Robinson nodded. “Removal of the viscera slows down the process of putrefaction. It’s one of the reasons the bodies don’t decay.”
“But there’s only one little wound on the belly.” Jane pointed to a small incision on the left, sewn closed by ungainly stitches.
“How do you get everything out through that opening?”
“That’s exactly how the Egyptians would have removed the viscera. Through a small wound on the left side. Whoever preserved this body was familiar with the ancient methods. And clearly adhered to them.”
“What are these ancient methods? How, exactly, do you make a mummy?” asked Jane.
Dr. Robinson looked at his associate. “Josephine knows more about it than I do. Maybe she’ll explain it.”
“Dr. Pulcillo?” said Jane.
The young woman still looked shaken by the discovery of the bullet. She cleared her throat and straightened. “A large part of what we know comes down to us from Herodotus,” she said. “I guess you could call him a Greek travel writer. Twenty-five hundred years ago, he roamed the ancient world and recorded what he learned. The problem is, he was known to get details wrong. Or get snookered by the local tour guides.” She managed a smile. “It makes him seem human, doesn’t it? He was like any tourist in Egypt today. Probably hounded by trinket sellers. Duped by crooked tour guides. Just another innocent abroad.”
“What did he say about making mummies?”
“He was told that it all starts with a ritual washing of the corpse in dissolved natron.”
“Natron?”
“It’s essentially a mixture of salts. You can reproduce it by blending plain old table salt and baking soda.”
“Baking soda?” Jane gave an uneasy laugh. “I’ll never look at a box of Arm and Hammer the same way again.”
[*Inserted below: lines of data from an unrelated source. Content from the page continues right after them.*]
//! Static preview pages
//!
//! [`PreviewRenderer::render_html`] turns a draft into a self-contained HTML
//! page that mimics how the post will look in a feed, including the "see
//! more" fold. All draft text is escaped by `maud`.

use std::path::{Path, PathBuf};
use std::time::Duration;

use maud::{html, Markup, PreEscaped, DOCTYPE};
use serde::Serialize;
use serde_json::Value;
use tracing::info;

use crate::error::{PostcraftError, Result, StorageError};
use crate::service::bounded;
use crate::types::{Draft, FOLD_CHARS, MAX_POST_CHARS};

const STYLE: &str = r#"
body { font-family: -apple-system, "Segoe UI", Roboto, sans-serif; background: #f3f2ef; margin: 0; padding: 24px; }
.post { max-width: 552px; margin: 0 auto; background: #fff; border-radius: 8px; box-shadow: 0 0 0 1px rgba(0,0,0,.08); padding: 16px; }
.post header { color: #666; font-size: 13px; margin-bottom: 12px; }
.post header .name { color: #000; font-weight: 600; font-size: 15px; }
.content { white-space: pre-wrap; font-size: 14px; line-height: 1.45; color: rgba(0,0,0,.9); }
.hashtag { color: #0a66c2; font-weight: 600; }
details.more summary { color: #666; cursor: pointer; list-style: none; }
.stats { max-width: 552px; margin: 16px auto; font-size: 13px; color: #444; }
.stats li { margin: 4px 0; }
.indicator.ok { color: #057642; }
.indicator.warn { color: #b24020; }
"#;

/// Length and engagement figures for a draft's composed text
#[derive(Debug, Clone, PartialEq, Eq, Serialize)]
pub struct PreviewStats {
    pub char_count: usize,
    pub word_count: usize,
    /// Characters left before the post limit; negative when over it
    pub char_remaining: i64,
    /// Characters shown before the fold
    pub preview_visible: usize,
    pub hashtag_count: usize,
    pub has_hook: bool,
    pub has_cta: bool,
}

impl PreviewStats {
    pub fn for_text(text: &str) -> Self {
        let char_count = text.chars().count();
        Self {
            char_count,
            word_count: text.split_whitespace().count(),
            char_remaining: MAX_POST_CHARS as i64 - char_count as i64,
            preview_visible: char_count.min(FOLD_CHARS),
            hashtag_count: split_hashtags(text)
                .iter()
                .filter(|s| matches!(s, Segment::Tag(_)))
                .count(),
            has_hook: false,
            has_cta: false,
        }
    }

    /// Figures for the draft's composed text
    ///
    /// Hook and call-to-action presence is read from the component kinds a
    /// composed post records, or from explicit `hook` / `cta` content keys.
    pub fn for_draft(draft: &Draft) -> Self {
        let mut stats = Self::for_text(draft.composed_text().unwrap_or_default());
        let kinds: Vec<&str> = draft
            .content
            .get("components")
            .and_then(Value::as_array)
            .map(|components| {
                components
                    .iter()
                    .filter_map(|c| c.get("kind").and_then(Value::as_str))
                    .collect()
            })
            .unwrap_or_default();
        let present = |key: &str| {
            kinds.contains(&key) || draft.content.get(key).is_some_and(|v| !v.is_null())
        };
        stats.has_hook = present("hook");
        stats.has_cta = present("cta");
        stats
    }

    pub fn is_over_limit(&self) -> bool {
        self.char_remaining < 0
    }
}

#[derive(Debug, Clone, Copy, PartialEq, Eq)]
enum Segment<'a> {
    Plain(&'a str),
    Tag(&'a str),
}

fn is_tag_char(c: char) -> bool {
    c.is_alphanumeric() || c == '_'
}

/// Split text into plain runs and `#hashtag` runs
///
/// A hashtag starts at a `#` that opens a word and runs over letters, digits
/// and underscores.
fn split_hashtags(text: &str) -> Vec<Segment<'_>> {
    let mut segments = Vec::new();
    let mut plain_start = 0;
    let mut prev: Option<char> = None;
    let mut chars = text.char_indices().peekable();

    while let Some((i, c)) = chars.next() {
        let opens_tag = c == '#'
            && prev.map_or(true, char::is_whitespace)
            && chars.peek().is_some_and(|&(_, next)| is_tag_char(next));
        if !opens_tag {
            prev = Some(c);
            continue;
        }

        let mut end = i + c.len_utf8();
        while let Some(&(j, next)) = chars.peek() {
            if !is_tag_char(next) {
                break;
            }
            end = j + next.len_utf8();
            prev = Some(next);
            chars.next();
        }
        if plain_start < i {
            segments.push(Segment::Plain(&text[plain_start..i]));
        }
        segments.push(Segment::Tag(&text[i..end]));
        plain_start = end;
    }

    if plain_start < text.len() {
        segments.push(Segment::Plain(&text[plain_start..]));
    }
    segments
}

fn text_markup(text: &str) -> Markup {
    html! {
        @for segment in split_hashtags(text) {
            @match segment {
                Segment::Plain(plain) => { (plain) }
                Segment::Tag(tag) => { span.hashtag { (tag) } }
            }
        }
    }
}

/// Split at the fold, returning the visible part and the remainder
fn split_at_fold(text: &str) -> (&str, Option<&str>) {
    match text.char_indices().nth(FOLD_CHARS) {
        Some((idx, _)) => (&text[..idx], Some(&text[idx..])),
        None => (text, None),
    }
}

/// Renders and stores preview pages
#[derive(Debug, Clone)]
pub struct PreviewRenderer {
    io_timeout: Duration,
}

impl PreviewRenderer {
    pub fn new(io_timeout: Duration) -> Self {
        Self { io_timeout }
    }

    /// Render a draft as a standalone HTML page
    ///
    /// Output depends only on the arguments, so rendering the same draft twice
    /// yields identical markup.
    pub fn render_html(&self, draft: &Draft, stats: &PreviewStats) -> Markup {
        let text = draft.composed_text().unwrap_or_default();
        let (visible, folded) = split_at_fold(text);
        let updated = draft.updated_at.format("%Y-%m-%d %H:%M UTC").to_string();
        let theme = draft.theme.as_deref().unwrap_or("none");

        html! {
            (DOCTYPE)
            html lang="en" {
                head {
                    meta charset="utf-8";
                    meta name="viewport" content="width=device-width, initial-scale=1";
                    meta name="robots" content="noindex";
                    title { "Preview: " (draft.name) }
                    style { (PreEscaped(STYLE)) }
                }
                body {
                    article.post {
                        header {
                            div.name { (draft.name) }
                            div.meta {
                                (draft.post_type.as_str()) " post · theme " (theme) " · updated " (updated)
                            }
                        }
                        @if text.is_empty() {
                            p.content.empty { "Nothing composed yet." }
                        } @else {
                            div.content {
                                (text_markup(visible))
                                @if let Some(rest) = folded {
                                    details.more {
                                        summary { "…see more" }
                                        (text_markup(rest))
                                    }
                                }
                            }
                        }
                    }
                    section.stats {
                        h2 { "Stats" }
                        ul {
                            li { "Characters: " (stats.char_count) " / " (MAX_POST_CHARS) }
                            li {
                                span.indicator.ok[!stats.is_over_limit()].warn[stats.is_over_limit()] {
                                    "Remaining: " (stats.char_remaining)
                                }
                            }
                            li { "Words: " (stats.word_count) }
                            li { "Visible before fold: " (stats.preview_visible) }
                            li { "Hashtags: " (stats.hashtag_count) }
                            li {
                                span.indicator.ok[stats.has_hook].warn[!stats.has_hook] {
                                    "Hook: " @if stats.has_hook { "yes" } @else { "missing" }
                                }
                            }
                            li {
                                span.indicator.ok[stats.has_cta].warn[!stats.has_cta] {
                                    "Call to action: " @if stats.has_cta { "yes" } @else { "missing" }
                                }
                            }
                        }
                    }
                }
            }
        }
    }

    /// Write rendered markup to `path`, creating parent directories
    ///
    /// Returns the path written.
    ///
    /// # Errors
    ///
    /// Returns `PostcraftError::Storage` on I/O failure and
    /// `PostcraftError::Transient` if the write exceeds the I/O timeout.
    pub async fn save(&self, markup: Markup, path: &Path) -> Result<PathBuf> {
        let html = markup.into_string();
        bounded("write preview", self.io_timeout, async {
            if let Some(parent) = path.parent() {
                tokio::fs::create_dir_all(parent)
                    .await
                    .map_err(StorageError::Io)?;
            }
            tokio::fs::write(path, html.as_bytes())
                .await
                .map_err(StorageError::Io)?;
            Ok::<(), PostcraftError>(())
        })
        .await?;
        info!(path = %path.display(), "Saved preview page");
        Ok(path.to_path_buf())
    }
}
“The washed body is then laid out on wooden blocks,” Pulcillo continued. “They use a razor-sharp blade of Ethiopian stone-probably obsidian-to slice a small incision like the one you see here. Then, with some sort of hooked instrument, they pull out the organs, dragging them out through the hole. The empty cavity is rinsed, and they pack dry natron inside. Natron is poured over the body as well, to dehydrate it for forty days. Sort of like salting a fish.” She paused, staring as Maura’s scissors cut through the last strips covering the face.